Want to make $100 to help researchers study vape tricks? If you live in the Raleigh-Durham, NC area, you may have seen flyers making that offer. If you’re a follower of the Reddit ECR forum, you may have seen promoted posts advertising it too.

The flyers link to a web page. The page belongs to the Research Triangle Institute (RTI), a wealthy private research organization that does studies on many topics. E-cigarettes, according to RTI’s website, are a major focus. They have a YouTube account too, and the vaping content isn’t very inspiring, to say the least.

“Thank you for your interest in participating in our research study,” says the web page. “We are looking for volunteers for a study of how people do vape tricks and receive $100 Cash. We need to ask you a few questions to determine if you are be eligible to participate in the study. If we determine you are eligible, we will then ask you to come to our lab.”

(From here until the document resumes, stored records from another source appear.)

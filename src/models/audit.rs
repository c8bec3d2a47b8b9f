//! Audit domain models

use crate::models::{role::Permission, session::Origin, user::User};
use chrono::{DateTime, SecondsFormat, SubsecRound, Utc};
use once_cell::sync::Lazy;
use regex::Regex;
use serde::{Deserialize, Serialize};
use std::collections::BTreeMap;
use uuid::Uuid;

/// Security event kind
#[derive(Debug, Clone, Copy, PartialEq, Eq, Hash, PartialOrd, Ord, Serialize, Deserialize)]
pub enum AuthEventKind {
    #[serde(rename = "auth.login.success")]
    LoginSuccess,
    #[serde(rename = "auth.login.failure")]
    LoginFailure,
    #[serde(rename = "auth.logout")]
    Logout,
    #[serde(rename = "auth.session.created")]
    SessionCreated,
    #[serde(rename = "auth.session.expired")]
    SessionExpired,
    #[serde(rename = "auth.session.revoked")]
    SessionRevoked,
    #[serde(rename = "auth.session.extended")]
    SessionExtended,
    #[serde(rename = "auth.permission.granted")]
    PermissionGranted,
    #[serde(rename = "auth.permission.denied")]
    PermissionDenied,
    #[serde(rename = "auth.password.changed")]
    PasswordChanged,
    #[serde(rename = "auth.role.assigned")]
    RoleAssigned,
    #[serde(rename = "auth.role.revoked")]
    RoleRevoked,
    #[serde(rename = "auth.account.locked")]
    AccountLocked,
    #[serde(rename = "auth.account.unlocked")]
    AccountUnlocked,
    #[serde(rename = "auth.user.created")]
    UserCreated,
    #[serde(rename = "auth.user.updated")]
    UserUpdated,
    #[serde(rename = "auth.token.issued")]
    TokenIssued,
    #[serde(rename = "auth.token.revoked")]
    TokenRevoked,
    #[serde(rename = "auth.key.rotated")]
    KeyRotated,
    #[serde(rename = "audit.integrity.verified")]
    IntegrityVerified,
    #[serde(rename = "audit.compliance.probe")]
    ComplianceProbe,
}

impl AuthEventKind {
    pub const ALL: [AuthEventKind; 21] = [
        AuthEventKind::LoginSuccess,
        AuthEventKind::LoginFailure,
        AuthEventKind::Logout,
        AuthEventKind::SessionCreated,
        AuthEventKind::SessionExpired,
        AuthEventKind::SessionRevoked,
        AuthEventKind::SessionExtended,
        AuthEventKind::PermissionGranted,
        AuthEventKind::PermissionDenied,
        AuthEventKind::PasswordChanged,
        AuthEventKind::RoleAssigned,
        AuthEventKind::RoleRevoked,
        AuthEventKind::AccountLocked,
        AuthEventKind::AccountUnlocked,
        AuthEventKind::UserCreated,
        AuthEventKind::UserUpdated,
        AuthEventKind::TokenIssued,
        AuthEventKind::TokenRevoked,
        AuthEventKind::KeyRotated,
        AuthEventKind::IntegrityVerified,
        AuthEventKind::ComplianceProbe,
    ];

    pub fn as_str(&self) -> &'static str {
        match self {
            AuthEventKind::LoginSuccess => "auth.login.success",
            AuthEventKind::LoginFailure => "auth.login.failure",
            AuthEventKind::Logout => "auth.logout",
            AuthEventKind::SessionCreated => "auth.session.created",
            AuthEventKind::SessionExpired => "auth.session.expired",
            AuthEventKind::SessionRevoked => "auth.session.revoked",
            AuthEventKind::SessionExtended => "auth.session.extended",
            AuthEventKind::PermissionGranted => "auth.permission.granted",
            AuthEventKind::PermissionDenied => "auth.permission.denied",
            AuthEventKind::PasswordChanged => "auth.password.changed",
            AuthEventKind::RoleAssigned => "auth.role.assigned",
            AuthEventKind::RoleRevoked => "auth.role.revoked",
            AuthEventKind::AccountLocked => "auth.account.locked",
            AuthEventKind::AccountUnlocked => "auth.account.unlocked",
            AuthEventKind::UserCreated => "auth.user.created",
            AuthEventKind::UserUpdated => "auth.user.updated",
            AuthEventKind::TokenIssued => "auth.token.issued",
            AuthEventKind::TokenRevoked => "auth.token.revoked",
            AuthEventKind::KeyRotated => "auth.key.rotated",
            AuthEventKind::IntegrityVerified => "audit.integrity.verified",
            AuthEventKind::ComplianceProbe => "audit.compliance.probe",
        }
    }
}

static SECRET_PATTERNS: Lazy<Vec<(Regex, &'static str)>> = Lazy::new(|| {
    vec![
        (
            Regex::new(r"(?i)(password|passwd|pwd|secret)\s*[=:]\s*[^\s,;]+").unwrap(),
            "$1=***",
        ),
        (
            Regex::new(r"(?i)(token|access[_-]?token|refresh[_-]?token)\s*[=:]\s*[^\s,;]+").unwrap(),
            "$1=***",
        ),
        (Regex::new(r"eyJ[A-Za-z0-9_-]+\.[A-Za-z0-9_-]+\.[A-Za-z0-9_-]+").unwrap(), "***"),
    ]
});

/// Mask credential material before it becomes part of the permanent record
pub fn redact(message: &str) -> String {
    SECRET_PATTERNS
        .iter()
        .fold(message.to_string(), |acc, (re, rep)| re.replace_all(&acc, *rep).into_owned())
}

/// Immutable security event
#[derive(Debug, Clone, PartialEq, Serialize, Deserialize)]
pub struct AuthEvent {
    pub event_id: Uuid,
    pub kind: AuthEventKind,
    pub user_id: Option<Uuid>,
    pub username: Option<String>,
    pub session_id: Option<Uuid>,
    pub origin_ip: Option<String>,
    pub user_agent: Option<String>,
    pub resource: Option<String>,
    pub permission: Option<String>,
    pub success: bool,
    pub error_message: Option<String>,
    pub timestamp: DateTime<Utc>,
    pub trace_id: Option<String>,
    #[serde(default)]
    pub metadata: BTreeMap<String, serde_json::Value>,
}

impl AuthEvent {
    pub fn new(kind: AuthEventKind, timestamp: DateTime<Utc>) -> Self {
        Self {
            event_id: Uuid::new_v4(),
            kind,
            user_id: None,
            username: None,
            session_id: None,
            origin_ip: None,
            user_agent: None,
            resource: None,
            permission: None,
            success: true,
            error_message: None,
            // 存储精度为微秒，写入前截断以保证摘要可复算
            timestamp: timestamp.trunc_subsecs(6),
            trace_id: None,
            metadata: BTreeMap::new(),
        }
    }

    pub fn user(mut self, user: &User) -> Self {
        self.user_id = Some(user.id);
        self.username = Some(user.username.clone());
        self
    }

    pub fn user_id(mut self, user_id: Uuid) -> Self {
        self.user_id = Some(user_id);
        self
    }

    pub fn username(mut self, username: &str) -> Self {
        self.username = Some(username.to_string());
        self
    }

    pub fn session(mut self, session_id: Uuid) -> Self {
        self.session_id = Some(session_id);
        self
    }

    pub fn origin(mut self, origin: &Origin) -> Self {
        self.origin_ip = Some(origin.ip.clone());
        self.user_agent = origin.user_agent.clone();
        self
    }

    pub fn resource(mut self, resource: Option<&str>) -> Self {
        self.resource = resource.map(|s| s.to_string());
        self
    }

    pub fn permission(mut self, permission: Permission) -> Self {
        self.permission = Some(permission.as_str().to_string());
        self
    }

    pub fn failed(mut self, message: &str) -> Self {
        self.success = false;
        self.error_message = Some(redact(message));
        self
    }

    pub fn trace(mut self, trace_id: Option<&str>) -> Self {
        self.trace_id = trace_id.map(|s| s.to_string());
        self
    }

    pub fn meta(mut self, key: &str, value: impl Into<serde_json::Value>) -> Self {
        self.metadata.insert(key.to_string(), value.into());
        self
    }
}

/// Digest input, encoding version 1.
///
/// Field order is lexicographic and must never change: every stored digest
/// was computed over exactly this layout.
#[derive(Serialize)]
struct CanonicalEventV1<'a> {
    error_message: &'a Option<String>,
    event_id: String,
    kind: &'static str,
    metadata: &'a BTreeMap<String, serde_json::Value>,
    origin_ip: &'a Option<String>,
    permission: &'a Option<String>,
    resource: &'a Option<String>,
    session_id: Option<String>,
    success: bool,
    timestamp: String,
    trace_id: &'a Option<String>,
    user_agent: &'a Option<String>,
    user_id: Option<String>,
    username: &'a Option<String>,
}

pub const CANONICAL_ENCODING_VERSION: u32 = 1;

/// Canonical byte encoding of an event for chain hashing
pub fn canonical_encode(event: &AuthEvent) -> Vec<u8> {
    let canonical = CanonicalEventV1 {
        error_message: &event.error_message,
        event_id: event.event_id.hyphenated().to_string(),
        kind: event.kind.as_str(),
        metadata: &event.metadata,
        origin_ip: &event.origin_ip,
        permission: &event.permission,
        resource: &event.resource,
        session_id: event.session_id.map(|id| id.hyphenated().to_string()),
        success: event.success,
        timestamp: event.timestamp.to_rfc3339_opts(SecondsFormat::Micros, true),
        trace_id: &event.trace_id,
        user_agent: &event.user_agent,
        user_id: event.user_id.map(|id| id.hyphenated().to_string()),
        username: &event.username,
    };
    // 仅包含字符串、布尔与 JSON 值，序列化不会失败
    serde_json::to_vec(&canonical).unwrap_or_default()
}

/// Persisted chain entry
#[derive(Debug, Clone, PartialEq, Serialize, Deserialize)]
pub struct AuditRecord {
    pub sequence: u64,
    pub event: AuthEvent,
    pub previous_digest: String,
    pub digest: String,
}

/// Audit search filters
#[derive(Debug, Clone, Default, Deserialize)]
pub struct AuditFilter {
    pub user_id: Option<Uuid>,
    pub kind: Option<AuthEventKind>,
    pub origin_ip: Option<String>,
    pub start_time: Option<DateTime<Utc>>,
    pub end_time: Option<DateTime<Utc>>,
    pub trace_id: Option<String>,
    pub success: Option<bool>,
    pub limit: Option<usize>,
}

impl AuditFilter {
    pub fn matches(&self, event: &AuthEvent) -> bool {
        self.user_id.map_or(true, |id| event.user_id == Some(id))
            && self.kind.map_or(true, |k| event.kind == k)
            && self
                .origin_ip
                .as_deref()
                .map_or(true, |ip| event.origin_ip.as_deref() == Some(ip))
            && self.start_time.map_or(true, |t| event.timestamp >= t)
            && self.end_time.map_or(true, |t| event.timestamp <= t)
            && self
                .trace_id
                .as_deref()
                .map_or(true, |t| event.trace_id.as_deref() == Some(t))
            && self.success.map_or(true, |s| event.success == s)
    }
}

/// Kind of chain disagreement
#[derive(Debug, Clone, Copy, PartialEq, Eq, Serialize, Deserialize)]
#[serde(rename_all = "snake_case")]
pub enum ViolationKind {
    DigestMismatch,
    MissingRecord,
}

#[derive(Debug, Clone, PartialEq, Eq, Serialize, Deserialize)]
pub struct IntegrityViolation {
    pub sequence: u64,
    pub kind: ViolationKind,
    pub event_id: Option<Uuid>,
    pub expected_digest: String,
    pub actual_digest: Option<String>,
}

/// Result of a chain verification run
#[derive(Debug, Clone, Serialize, Deserialize)]
pub struct IntegrityReport {
    pub id: Uuid,
    pub from_sequence: u64,
    pub to_sequence: u64,
    pub passed: bool,
    pub events_verified: u64,
    pub violations: Vec<IntegrityViolation>,
    pub verified_at: DateTime<Utc>,
}

impl IntegrityReport {
    pub fn violated_sequences(&self) -> Vec<u64> {
        self.violations.iter().map(|v| v.sequence).collect()
    }
}

#[cfg(test)]
mod tests {
    use super::*;
    use chrono::TimeZone;

    fn sample() -> AuthEvent {
        let ts = Utc.with_ymd_and_hms(2024, 3, 1, 12, 0, 0).unwrap();
        AuthEvent::new(AuthEventKind::LoginFailure, ts)
            .username("alice")
            .origin(&Origin::new("10.1.1.1", Some("curl")))
            .meta("zeta", 1)
            .meta("alpha", "x")
            .failed("Invalid password")
    }

    #[test]
    fn test_canonical_encoding_is_field_sorted() {
        let encoded = String::from_utf8(canonical_encode(&sample())).unwrap();
        let error_pos = encoded.find("\"error_message\"").unwrap();
        let username_pos = encoded.find("\"username\"").unwrap();
        assert!(error_pos < username_pos);
        assert!(encoded.find("\"alpha\"").unwrap() < encoded.find("\"zeta\"").unwrap());
        assert!(encoded.contains("\"timestamp\":\"2024-03-01T12:00:00.000000Z\""));
        assert!(encoded.contains("\"kind\":\"auth.login.failure\""));
    }

    #[test]
    fn test_canonical_encoding_stable_across_serde_round_trip() {
        let event = sample();
        let json = serde_json::to_string(&event).unwrap();
        let back: AuthEvent = serde_json::from_str(&json).unwrap();
        assert_eq!(canonical_encode(&event), canonical_encode(&back));
    }

    #[test]
    fn test_redact_masks_credentials() {
        let masked = redact("login failed password=Hunter2! token: abc.def");
        assert!(!masked.contains("Hunter2"));
        assert!(!masked.contains("abc.def"));
        assert!(masked.contains("password=***"));
        assert_eq!(redact("Password expired"), "Password expired");
    }

    #[test]
    fn test_filter_matches() {
        let event = sample();
        let filter = AuditFilter {
            kind: Some(AuthEventKind::LoginFailure),
            origin_ip: Some("10.1.1.1".to_string()),
            success: Some(false),
            ..Default::default()
        };
        assert!(filter.matches(&event));

        let other = AuditFilter {
            origin_ip: Some("10.9.9.9".to_string()),
            ..Default::default()
        };
        assert!(!other.matches(&event));
    }

    #[test]
    fn test_event_kind_serde_matches_as_str() {
        for kind in AuthEventKind::ALL {
            let json = serde_json::to_string(&kind).unwrap();
            assert_eq!(json, format!("\"{}\"", kind.as_str()));
        }
    }
}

“This survey is being conducted by RTI International (www.rti.org), a nonprofit research organization that conducts studies on many types of health and social issues. If you have any questions about the study, you may contact the RTI Research Administrator….”

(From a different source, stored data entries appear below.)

//! Password hashing and verification using Argon2id
//!
//! Salts are generated per user (32 random bytes) and stored hex encoded next
//! to the hex encoded raw hash, so the work factor lives in configuration
//! rather than inside the stored string.

use crate::{
    config::SecurityConfig,
    error::{AppError, FieldError},
};
use argon2::{Algorithm, Argon2, Params, Version};
use password_hash::Output;
use rand::{rngs::OsRng, RngCore};

const SALT_LEN: usize = 32;
const HASH_LEN: usize = 32;

/// Characters that satisfy the "special character" rule
pub const SPECIAL_CHARS: &str = "!@#$%^&*()_+-=[]{}|;:,.<>?";

/// Password hasher with configurable parameters
pub struct PasswordHasher {
    argon2: Argon2<'static>,
}

impl PasswordHasher {
    /// Create hasher with OWASP recommended parameters (m=19MiB, t=2, p=1)
    pub fn new() -> Self {
        Self::with_params(19456, 2, 1).unwrap_or_else(|_| Self {
            argon2: Argon2::default(),
        })
    }

    pub fn with_params(memory_kib: u32, iterations: u32, parallelism: u32) -> Result<Self, AppError> {
        let params = Params::new(memory_kib, iterations, parallelism, Some(HASH_LEN))
            .map_err(|e| AppError::Config(format!("Invalid Argon2 params: {}", e)))?;

        Ok(Self {
            argon2: Argon2::new(Algorithm::Argon2id, Version::V0x13, params),
        })
    }

    pub fn from_config(config: &SecurityConfig) -> Result<Self, AppError> {
        Self::with_params(
            config.argon2_memory_kib,
            config.argon2_iterations,
            config.argon2_parallelism,
        )
    }

    /// Generate a fresh hex encoded salt
    pub fn generate_salt() -> String {
        let mut salt = [0u8; SALT_LEN];
        OsRng.fill_bytes(&mut salt);
        hex::encode(salt)
    }

    /// Hash a password with the given hex salt, returning the hex digest
    pub fn hash(&self, password: &str, salt_hex: &str) -> Result<String, AppError> {
        Ok(hex::encode(self.derive(password, salt_hex)?))
    }

    fn derive(&self, password: &str, salt_hex: &str) -> Result<[u8; HASH_LEN], AppError> {
        let salt = hex::decode(salt_hex)
            .map_err(|e| AppError::Integrity(format!("malformed password salt: {}", e)))?;
        let mut out = [0u8; HASH_LEN];
        self.argon2
            .hash_password_into(password.as_bytes(), &salt, &mut out)
            .map_err(|e| {
                tracing::error!("Failed to hash password: {:?}", e);
                AppError::Internal(format!("Failed to hash password: {}", e))
            })?;
        Ok(out)
    }

    /// Verify a password against a stored hash in constant time.
    ///
    /// `Ok(false)` for a wrong password; `Err` only when the stored material
    /// itself is unusable.
    pub fn verify(&self, password: &str, salt_hex: &str, hash_hex: &str) -> Result<bool, AppError> {
        let stored = hex::decode(hash_hex)
            .map_err(|e| AppError::Integrity(format!("malformed password hash: {}", e)))?;
        let stored = Output::new(&stored)
            .map_err(|e| AppError::Integrity(format!("malformed password hash: {}", e)))?;
        let computed = self.derive(password, salt_hex)?;
        let computed = Output::new(&computed)
            .map_err(|e| AppError::Internal(format!("Failed to hash password: {}", e)))?;

        // Output 的相等比较为常量时间
        Ok(stored == computed)
    }

    /// Validate password against policy; every failing rule is reported
    pub fn validate_password_policy(password: &str, policy: &SecurityConfig) -> Vec<FieldError> {
        let mut errors = Vec::new();

        if password.chars().count() < policy.password_min_length {
            errors.push(FieldError::new(
                "password",
                "password_too_short",
                format!(
                    "Password must be at least {} characters long",
                    policy.password_min_length
                ),
            ));
        }

        if policy.password_require_uppercase && !password.chars().any(|c| c.is_uppercase()) {
            errors.push(FieldError::new(
                "password",
                "password_no_uppercase",
                "Password must contain at least one uppercase letter",
            ));
        }

        if policy.password_require_lowercase && !password.chars().any(|c| c.is_lowercase()) {
            errors.push(FieldError::new(
                "password",
                "password_no_lowercase",
                "Password must contain at least one lowercase letter",
            ));
        }

        if policy.password_require_digit && !password.chars().any(|c| c.is_ascii_digit()) {
            errors.push(FieldError::new(
                "password",
                "password_no_digit",
                "Password must contain at least one digit",
            ));
        }

        if policy.password_require_special && !password.chars().any(|c| SPECIAL_CHARS.contains(c)) {
            errors.push(FieldError::new(
                "password",
                "password_no_special",
                "Password must contain at least one special character",
            ));
        }

        errors
    }
}

impl Default for PasswordHasher {
    fn default() -> Self {
        Self::new()
    }
}

#[cfg(test)]
mod tests {
    use super::*;

    fn fast_hasher() -> PasswordHasher {
        PasswordHasher::with_params(1024, 1, 1).unwrap()
    }

    fn policy() -> SecurityConfig {
        SecurityConfig {
            password_min_length: 8,
            password_require_uppercase: true,
            password_require_lowercase: true,
            password_require_digit: true,
            password_require_special: true,
            password_expiry_days: 90,
            password_history: 5,
            max_failed_attempts: 5,
            argon2_memory_kib: 1024,
            argon2_iterations: 1,
            argon2_parallelism: 1,
            allow_weak_kdf: true,
        }
    }

    #[test]
    fn test_hash_and_verify() {
        let hasher = fast_hasher();
        let salt = PasswordHasher::generate_salt();
        let hash = hasher.hash("TestPassword123!", &salt).unwrap();

        assert_eq!(hash.len(), HASH_LEN * 2);
        assert!(hasher.verify("TestPassword123!", &salt, &hash).unwrap());
        assert!(!hasher.verify("TestPassword123?", &salt, &hash).unwrap());
    }

    #[test]
    fn test_salt_changes_hash() {
        let hasher = fast_hasher();
        let s1 = PasswordHasher::generate_salt();
        let s2 = PasswordHasher::generate_salt();
        assert_ne!(s1, s2);
        assert_eq!(s1.len(), SALT_LEN * 2);
        assert_ne!(
            hasher.hash("TestPassword123!", &s1).unwrap(),
            hasher.hash("TestPassword123!", &s2).unwrap()
        );
    }

    #[test]
    fn test_corrupt_stored_hash_is_integrity_error() {
        let hasher = fast_hasher();
        let salt = PasswordHasher::generate_salt();
        let err = hasher.verify("whatever", &salt, "zz-not-hex").unwrap_err();
        assert!(err.is_integrity());
    }

    #[test]
    fn test_password_policy_reports_every_rule() {
        let policy = policy();
        assert!(PasswordHasher::validate_password_policy("Valid#Pass1", &policy).is_empty());

        let errors = PasswordHasher::validate_password_policy("abc", &policy);
        let codes: Vec<&str> = errors.iter().map(|e| e.code.as_str()).collect();
        assert_eq!(
            codes,
            vec![
                "password_too_short",
                "password_no_uppercase",
                "password_no_digit",
                "password_no_special"
            ]
        );
        assert!(errors.iter().all(|e| e.field == "password"));
    }

    #[test]
    fn test_special_character_set() {
        let policy = policy();
        // '~' 不在允许的特殊字符集合内
        let errors = PasswordHasher::validate_password_policy("Abcdefg1~", &policy);
        assert_eq!(errors.len(), 1);
        assert_eq!(errors[0].code, "password_no_special");
    }
}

If you choose to continue, you’re asked a series of questions — your age, how often you use different kinds of vapor products, what tricks you have performed and how often, whether you use nicotine or not, and if you smoke cigarettes.

These are people who hate vaping and want it gone.

I filled out the questionnaire several times using different age and vaping/smoking profiles, and was only successful at being asked to continue the process once. That means they’re looking for something specific in who they want to study.

What are they trying to find out? It’s impossible to know, but based on their previous work, it probably isn’t anything that will be flattering to vapers, or helpful in the fight to make safer nicotine products widely available. These are people who hate vaping and want it gone.

I saw the photo of their vape shop flyer on Ben Stevens’ Facebook page (he gave Vaping360 permission to use it). Ben is an employee at Talon Vapor in Raleigh, and he had the good sense to suggest that shops probably shouldn’t encourage their customers to take part in or cooperate with RTI’s studies. It’s good advice.

Let’s hope no one needs $100 bad enough to help researchers conduct a “study” designed to make vaping look like a frivolous fad that lures innocent teenagers into a lifetime of nicotine addiction. Chances are that this is aimed at doing just that.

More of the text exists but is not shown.